Regardless of how this goes down, whether by overturning Roe v. Wade in favor of states’ rights, or by adding a Nullification Amendment via an Article V Convention of States, the end result is the same. There will be a division of states, just like there was prior to the Civil War. Back then there were Slave States and Free States. Of course, back then a lot of it had to do with the geography of North and South. This division will be much different, based more on religious affiliation that manifests itself politically between Red States and Blue States in presidential elections. As the lines are drawn states like Alabama and Missouri will become “Life States,” and states like New York will become “Kill States.” I know this term may be shocking to some, but whenever a state goes very liberal on abortion laws, it always follows with liberal permissiveness toward euthanasia laws as well. As it turns out, once a state has accepted the killing of innocent, unborn babies, the killing of the sick and elderly isn’t very difficult. States that authorize the killing of their unborn, as well as their sick and elderly, will gain the designation of “Kill States.” The lines will be drawn mostly along the current “Red State” and “Blue State” divide in presidential elections, and so this Union will be divided again as it once was long ago.
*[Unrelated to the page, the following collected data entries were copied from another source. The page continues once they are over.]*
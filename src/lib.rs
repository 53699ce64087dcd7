// src/lib.rs

//! Incremental crawl-diff-sync for facility listings.

pub mod canonical;
pub mod config;
pub mod error;
pub mod models;
pub mod pipeline;
pub mod services;
pub mod storage;
pub mod utils;
//! Checkpoint manager.

use super::LocalStorage;
use super::layout::{CHECKPOINT_FILE, in_run};
use crate::error::{AppError, Result};
use crate::models::Checkpoint;

/// Loads and saves run checkpoints.
#[derive(Debug, Clone)]
pub struct CheckpointStore {
    storage: LocalStorage,
}

impl CheckpointStore {
    pub fn new(storage: LocalStorage) -> Self {
        Self { storage }
    }

    fn key(run_id: &str) -> String {
        in_run(run_id, CHECKPOINT_FILE)
    }

    /// Load a run's checkpoint, `None` if the run has none.
    ///
    /// A file that exists but cannot be parsed is `CheckpointUnreadable`.
    pub async fn load(&self, run_id: &str) -> Result<Option<Checkpoint>> {
        let key = Self::key(run_id);
        let path = self.storage.path(&key);
        let Some(bytes) = self
            .storage
            .read_bytes(&key)
            .await
            .map_err(|e| AppError::checkpoint_unreadable(&path, e))?
        else {
            return Ok(None);
        };
        serde_json::from_slice(&bytes)
            .map(Some)
            .map_err(|e| AppError::checkpoint_unreadable(&path, e))
    }

    /// Load a checkpoint the operator asked to resume; absence is an error.
    pub async fn load_for_resume(&self, run_id: &str) -> Result<Checkpoint> {
        self.load(run_id).await?.ok_or_else(|| {
            AppError::checkpoint_unreadable(&self.storage.path(&Self::key(run_id)), "not found")
        })
    }

    /// Atomically overwrite the run's checkpoint.
    pub async fn save(&self, checkpoint: &Checkpoint) -> Result<()> {
        self.storage
            .write_json(&Self::key(&checkpoint.run_id), checkpoint)
            .await
    }
}
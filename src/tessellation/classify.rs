use std::collections::{HashSet, VecDeque};

use spade::handles::{FixedFaceHandle, InnerTag};
use spade::{
    ConstrainedDelaunayTriangulation, Point2 as SpadePoint2, PositionInTriangulation, Triangulation,
};

use crate::math::Point2;

pub(crate) type Cdt = ConstrainedDelaunayTriangulation<SpadePoint2<f64>>;

/// Returns the inner faces that belong to the meshed region.
///
/// Faces reachable from the convex hull without crossing a constraint edge
/// are outside. Every other face is inside, including regions enclosed by
/// nested loops. Faces connected to a hole seed without crossing a
/// constraint edge are removed afterwards.
pub(crate) fn interior_faces(cdt: &Cdt, holes: &[Point2]) -> HashSet<FixedFaceHandle<InnerTag>> {
    let exterior = hull_region(cdt);
    let mut interior: HashSet<_> = cdt
        .inner_faces()
        .map(|f| f.fix())
        .filter(|f| !exterior.contains(f))
        .collect();
    for hole in holes {
        for face in hole_region(cdt, hole) {
            interior.remove(&face);
        }
    }
    interior
}

/// Flood-fills inward from the hull, stopping at constraint edges.
fn hull_region(cdt: &Cdt) -> HashSet<FixedFaceHandle<InnerTag>> {
    let outer = cdt.outer_face().fix();
    let seeds = cdt
        .directed_edges()
        .filter(|e| e.face().fix() == outer)
        .filter(|e| !cdt.is_constraint_edge(e.as_undirected().fix()))
        .filter_map(|e| e.rev().face().as_inner())
        .map(|f| f.fix());
    flood(cdt, seeds)
}

/// Faces reachable from the face holding `seed` without crossing a
/// constraint edge.
fn hole_region(cdt: &Cdt, seed: &Point2) -> HashSet<FixedFaceHandle<InnerTag>> {
    let mut seeds = Vec::new();
    match cdt.locate(SpadePoint2::new(seed.x, seed.y)) {
        PositionInTriangulation::OnFace(face) => seeds.push(face),
        PositionInTriangulation::OnEdge(edge) => {
            let edge = cdt.directed_edge(edge);
            seeds.extend(edge.face().as_inner().map(|f| f.fix()));
            seeds.extend(edge.rev().face().as_inner().map(|f| f.fix()));
        }
        PositionInTriangulation::OnVertex(vertex) => {
            seeds.extend(
                cdt.vertex(vertex)
                    .out_edges()
                    .filter_map(|e| e.face().as_inner())
                    .map(|f| f.fix()),
            );
        }
        _ => {
            tracing::debug!(x = seed.x, y = seed.y, "hole seed not inside any triangle");
        }
    }
    flood(cdt, seeds)
}

/// Faces connected to `seeds` through non-constraint edges.
fn flood(
    cdt: &Cdt,
    seeds: impl IntoIterator<Item = FixedFaceHandle<InnerTag>>,
) -> HashSet<FixedFaceHandle<InnerTag>> {
    let mut region = HashSet::new();
    let mut queue: VecDeque<_> = seeds.into_iter().collect();

    while let Some(face_fix) = queue.pop_front() {
        if !region.insert(face_fix) {
            continue;
        }
        for edge in cdt.face(face_fix).adjacent_edges() {
            if cdt.is_constraint_edge(edge.as_undirected().fix()) {
                continue;
            }
            if let Some(neighbor) = edge.rev().face().as_inner() {
                if !region.contains(&neighbor.fix()) {
                    queue.push_back(neighbor.fix());
                }
            }
        }
    }

    region
}
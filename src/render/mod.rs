mod triplot;

pub use triplot::{document, render_svg};

/// Appearance of a rendered mesh.
#[derive(Debug, Clone)]
pub struct SvgStyle {
    /// Width of the drawing in pixels; the height follows the aspect ratio.
    pub width: f64,
    /// Blank border around the mesh in pixels.
    pub margin: f64,
    /// Edge colour, any SVG paint value.
    pub stroke: String,
    /// Edge width in pixels.
    pub stroke_width: f64,
}

impl Default for SvgStyle {
    fn default() -> Self {
        Self {
            width: 800.0,
            margin: 10.0,
            stroke: "#1f77b4".to_owned(),
            stroke_width: 0.75,
        }
    }
}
What happens next? Who knows? Can a nation survive with two completely separate and distinct societies within its borders? As time passes, the values of both people will change as well. Certainly, the Kill States will become more lax on other laws and standards of decorum. Who knows what form of debauchery will become “legal and normal” in such states. While as the Life States will most certainly gravitate toward more traditionally Christian standards of morality and decency. It may not be a problem for our generation, but it most certainly will become a problem for the next. America has a long history of failing to deal with problems like this until its too late. “Kicking the can down the road” is a time-honored American tradition. Yet as it stands right now, it may be the only solution we have available. One way or another, America’s Holocaust is going to leave its mark on this nation. What kind of mark it leaves, remains to be seen.